Repeat the data that follows, keeping every character intact.

GIVEN DATA START

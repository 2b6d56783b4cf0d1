//! Maps `Box<dyn Error>` from the link trait boundary to typed `LinkError`.
//!
//! `ess_traits::RegisterLink` returns boxed errors so any transport can plug in;
//! this module converts those to our typed enum, with an optional
//! feature-gated path for `ess_hardware::HwError` downcasting.

use crate::error::LinkError;

/// Map a trait-boundary error to a typed `LinkError`.
///
/// Attempts to downcast known hardware error types first, then falls back
/// to string-based heuristics.
pub fn map_link_error(e: &(dyn std::error::Error + 'static)) -> LinkError {
    #[cfg(feature = "hardware-errors")]
    {
        use ess_hardware::error::HwError;
        if let Some(hw) = e.downcast_ref::<HwError>() {
            return match hw {
                HwError::Timeout => LinkError::Timeout,
                HwError::Exception(msg) => LinkError::Exception(msg.clone()),
                other => LinkError::Transport(other.to_string()),
            };
        }
    }

    if let Some(io) = e.downcast_ref::<std::io::Error>()
        && matches!(
            io.kind(),
            std::io::ErrorKind::TimedOut | std::io::ErrorKind::WouldBlock
        )
    {
        return LinkError::Timeout;
    }

    // Fallback: string-based detection
    let s = e.to_string();
    let lower = s.to_lowercase();
    if lower.contains("timeout") || lower.contains("timed out") {
        LinkError::Timeout
    } else {
        LinkError::Transport(s)
    }
}

#[cfg(test)]
mod tests {
    use super::*;

    #[test]
    fn io_timeout_maps_to_timeout() {
        let e = std::io::Error::new(std::io::ErrorKind::TimedOut, "read");
        assert_eq!(map_link_error(&e), LinkError::Timeout);
    }

    #[test]
    fn other_io_errors_are_transport() {
        let e = std::io::Error::new(std::io::ErrorKind::ConnectionRefused, "refused");
        assert_eq!(map_link_error(&e), LinkError::Transport("refused".into()));
    }

    #[cfg(feature = "hardware-errors")]
    #[test]
    fn hw_exception_is_preserved() {
        let e = ess_hardware::error::HwError::Exception("illegal data address".into());
        assert_eq!(
            map_link_error(&e),
            LinkError::Exception("illegal data address".into())
        );
    }
}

GIVEN DATA END

RESPONSE BOX -
repository 2b6d56783b4cf0d1
//! Maps `Box<dyn Error>` from the link trait boundary to typed `LinkError`.
//!
//! `ess_traits::RegisterLink` returns boxed errors so any transport can plug in;
//! this module converts those to our typed enum, with an optional
//! feature-gated path for `ess_hardware::HwError` downcasting.

use crate::error::LinkError;

/// Map a trait-boundary error to a typed `LinkError`.
///
/// Attempts to downcast known hardware error types first, then falls back
/// to string-based heuristics.
pub fn map_link_error(e: &(dyn std::error::Error + 'static)) -> LinkError {
    #[cfg(feature = "hardware-errors")]
    {
        use ess_hardware::error::HwError;
        if let Some(hw) = e.downcast_ref::<HwError>() {
            return match hw {
                HwError::Timeout => LinkError::Timeout,
                HwError::Exception(msg) => LinkError::Exception(msg.clone()),
                other => LinkError::Transport(other.to_string()),
            };
        }
    }

    if let Some(io) = e.downcast_ref::<std::io::Error>()
        && matches!(
            io.kind(),
            std::io::ErrorKind::TimedOut | std::io::ErrorKind::WouldBlock
        )
    {
        return LinkError::Timeout;
    }

    // Fallback: string-based detection
    let s = e.to_string();
    let lower = s.to_lowercase();
    if lower.contains("timeout") || lower.contains("timed out") {
        LinkError::Timeout
    } else {
        LinkError::Transport(s)
    }
}

#[cfg(test)]
mod tests {
    use super::*;

    #[test]
    fn io_timeout_maps_to_timeout() {
        let e = std::io::Error::new(std::io::ErrorKind::TimedOut, "read");
        assert_eq!(map_link_error(&e), LinkError::Timeout);
    }

    #[test]
    fn other_io_errors_are_transport() {
        let e = std::io::Error::new(std::io::ErrorKind::ConnectionRefused, "refused");
        assert_eq!(map_link_error(&e), LinkError::Transport("refused".into()));
    }

    #[cfg(feature = "hardware-errors")]
    #[test]
    fn hw_exception_is_preserved() {
        let e = ess_hardware::error::HwError::Exception("illegal data address".into());
        assert_eq!(
            map_link_error(&e),
            LinkError::Exception("illegal data address".into())
        );
    }
}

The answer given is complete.